Brain-Informed Speech Separation for Cochlear Implants
Tom Gajecki, Jonas Althoff, Waldo Nogueira
TL;DR
This work tackles the cocktail-party problem in cochlear implants by introducing a brain-informed speech separation framework that leverages EEG-derived attention cues to steer processing toward the attended speaker, yielding an attended electrodogram for CI stimulation with a fixed 2 ms latency. It compares an audio-only baseline to a brain-informed model that fuses audio and EEG features in a lightweight fusion layer, producing a single attended output to resolve label-permutation ambiguity. A mixed curriculum training strategy enhances robustness to degraded attention cues, enabling stable gains across varying cue quality.
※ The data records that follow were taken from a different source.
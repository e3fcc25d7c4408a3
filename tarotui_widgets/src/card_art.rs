use ratatui::buffer::Buffer;
use ratatui::layout::Rect;
use ratatui::style::{Color, Modifier, Style};
use ratatui::widgets::Widget;

use tarotui_core::CardContent;

use crate::theme::{blend, Theme};

/// Size of the large card face shown inside the popup
pub const ART_WIDTH: u16 = 17;
pub const ART_HEIGHT: u16 = 13;

/// Size of a card lying on the reading table
pub const SLOT_WIDTH: u16 = 11;
pub const SLOT_HEIGHT: u16 = 8;

/// Terminal stand-in for the card artwork: a framed face showing the number,
/// the title and the image file that would be displayed. Reversed cards are
/// drawn upside down (number at the bottom, title at the top, ▼ marker).
pub struct CardArtWidget<'a> {
    pub content: &'a CardContent,
    pub opacity: f32,
}

impl<'a> CardArtWidget<'a> {
    pub fn new(content: &'a CardContent) -> Self {
        Self {
            content,
            opacity: 1.0,
        }
    }

    pub fn opacity(mut self, opacity: f32) -> Self {
        self.opacity = opacity;
        self
    }

    fn style(&self, color: Color) -> Style {
        Style::default().fg(blend(Theme::PANEL_TOP, color, self.opacity))
    }
}

impl<'a> Widget for CardArtWidget<'a> {
    fn render(self, area: Rect, buf: &mut Buffer) {
        if area.width < ART_WIDTH || area.height < ART_HEIGHT {
            return;
        }
        let x0 = area.x + (area.width - ART_WIDTH) / 2;
        let y0 = area.y + (area.height - ART_HEIGHT) / 2;
        let card = Rect::new(x0, y0, ART_WIDTH, ART_HEIGHT);

        draw_frame(card, buf, self.style(Theme::GOLD), self.style(Theme::CARD_FACE_DIM));

        let reversed = self.content.orientation.is_reversed();
        let inner_w = ART_WIDTH - 2;
        let top = card.y + 1;
        let bottom = card.bottom() - 2;

        let number = self.content.number.as_deref().unwrap_or("?");
        let number_style = self.style(Theme::GOLD).add_modifier(Modifier::BOLD);
        let title_style = self.style(Theme::BRIGHT_TEXT).add_modifier(Modifier::BOLD);
        let title_lines = wrap_words(&self.content.title, inner_w as usize - 2);

        let (number_y, title_y) = if reversed {
            (bottom, top + 1)
        } else {
            (top, bottom.saturating_sub(title_lines.len() as u16))
        };
        put_centered(buf, card.x + 1, number_y, inner_w, number, number_style);
        for (i, line) in title_lines.iter().enumerate() {
            put_centered(buf, card.x + 1, title_y + i as u16, inner_w, line, title_style);
        }

        let marker = if reversed { "\u{25bc}" } else { "\u{25b2}" }; // ▼ ▲
        let mid = card.y + ART_HEIGHT / 2;
        put_centered(
            buf,
            card.x + 1,
            mid - 1,
            inner_w,
            marker,
            self.style(Theme::orientation(reversed)),
        );

        let file = self
            .content
            .image
            .path
            .file_name()
            .map(|f| f.to_string_lossy().into_owned())
            .unwrap_or_default();
        let file = truncate(&file, inner_w as usize - 2);
        put_centered(buf, card.x + 1, mid + 1, inner_w, &file, self.style(Theme::DIM_TEXT));
    }
}

/// Small card on the table, face up or face down
pub struct CardSlotWidget<'a> {
    pub name: &'a str,
    pub reversed: bool,
    pub face_up: bool,
    pub highlighted: bool,
}

impl<'a> CardSlotWidget<'a> {
    pub fn new(name: &'a str) -> Self {
        Self {
            name,
            reversed: false,
            face_up: false,
            highlighted: false,
        }
    }

    pub fn reversed(mut self, reversed: bool) -> Self {
        self.reversed = reversed;
        self
    }

    pub fn face_up(mut self, face_up: bool) -> Self {
        self.face_up = face_up;
        self
    }

    pub fn highlighted(mut self, highlighted: bool) -> Self {
        self.highlighted = highlighted;
        self
    }
}

impl<'a> Widget for CardSlotWidget<'a> {
    fn render(self, area: Rect, buf: &mut Buffer) {
        if area.width < SLOT_WIDTH || area.height < SLOT_HEIGHT {
            return;
        }
        let card = Rect::new(area.x, area.y, SLOT_WIDTH, SLOT_HEIGHT);
        let border = if self.highlighted {
            Theme::GOLD
        } else {
            Theme::CARD_BORDER
        };
        let border_style = Style::default().fg(border);

        if !self.face_up {
            draw_frame(card, buf, border_style, Style::default().fg(Theme::CARD_BACK));
            return;
        }

        draw_frame(card, buf, border_style, Style::default().fg(Theme::FELT));
        let inner_w = SLOT_WIDTH - 2;
        let lines = wrap_words(self.name, inner_w as usize);
        let text_style = Style::default()
            .fg(Theme::BRIGHT_TEXT)
            .add_modifier(Modifier::BOLD);
        let start = card.y + 1;
        for (i, line) in lines.iter().take(SLOT_HEIGHT as usize - 3).enumerate() {
            put_centered(buf, card.x + 1, start + i as u16, inner_w, line, text_style);
        }
        let marker = if self.reversed { "\u{25bc}" } else { "\u{25b2}" };
        put_centered(
            buf,
            card.x + 1,
            card.bottom() - 2,
            inner_w,
            marker,
            Style::default().fg(Theme::orientation(self.reversed)),
        );
    }
}

fn draw_frame(card: Rect, buf: &mut Buffer, border: Style, fill: Style) {
    let right = card.right() - 1;
    let bottom = card.bottom() - 1;

    buf.set_string(card.x, card.y, "\u{256d}", border); // ╭
    buf.set_string(right, card.y, "\u{256e}", border); // ╮
    buf.set_string(card.x, bottom, "\u{2570}", border); // ╰
    buf.set_string(right, bottom, "\u{256f}", border); // ╯
    for x in card.x + 1..right {
        buf.set_string(x, card.y, "\u{2500}", border);
        buf.set_string(x, bottom, "\u{2500}", border);
    }

    for y in card.y + 1..bottom {
        buf.set_string(card.x, y, "\u{2502}", border);
        buf.set_string(right, y, "\u{2502}", border);
        for x in card.x + 1..right {
            let pattern = if (x + y) % 2 == 0 {
                "\u{2591}"
            } else {
                " "
            }; // ░
            buf.set_string(x, y, pattern, fill);
        }
    }
}

fn put_centered(buf: &mut Buffer, x: u16, y: u16, width: u16, text: &str, style: Style) {
    let len = text.chars().count() as u16;
    let cx = x + width.saturating_sub(len) / 2;
    buf.set_stringn(cx, y, text, width as usize, style);
}

fn truncate(text: &str, max: usize) -> String {
    if text.chars().count() <= max {
        return text.to_string();
    }
    let mut out: String = text.chars().take(max.saturating_sub(1)).collect();
    out.push('\u{2026}'); // …
    out
}

/// Greedy word wrap; words longer than `width` are cut
fn wrap_words(text: &str, width: usize) -> Vec<String> {
    let mut lines = Vec::new();
    let mut current = String::new();
    for word in text.split_whitespace() {
        let word = truncate(word, width);
        let needed = if current.is_empty() {
            word.chars().count()
        } else {
            current.chars().count() + 1 + word.chars().count()
        };
        if needed > width && !current.is_empty() {
            lines.push(std::mem::take(&mut current));
        }
        if !current.is_empty() {
            current.push(' ');
        }
        current.push_str(&word);
    }
    if !current.is_empty() {
        lines.push(current);
    }
    lines
}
Evaluations on Libri2Mix show consistent SIR improvements and improved electrode-wise temporal fidelity, highlighting the practicality of integrating neural cues into cognitively adaptive CI processing for real-world listening conditions.
Abstract
We propose a brain-informed speech separation method for cochlear implants (CIs) that uses electroencephalography (EEG)-derived attention cues to guide enhancement toward the attended speaker. An attention-guided network fuses audio mixtures with EEG features through a lightweight fusion layer, producing attended-source electrodograms for CI stimulation while resolving the label-permutation ambiguity of audio-only separators. Robustness to degraded attention cues is improved with a mixed curriculum that varies cue quality during training, yielding stable gains even when EEG-speech correlation is moderate. In multi-talker conditions, the model achieves higher signal-to-interference ratio improvements than an audio-only electrodogram baseline while remaining slightly smaller (167k vs. 171k parameters). With 2 ms algorithmic latency and comparable cost, the approach highlights the promise of coupling auditory and neural cues for cognitively adaptive CI processing.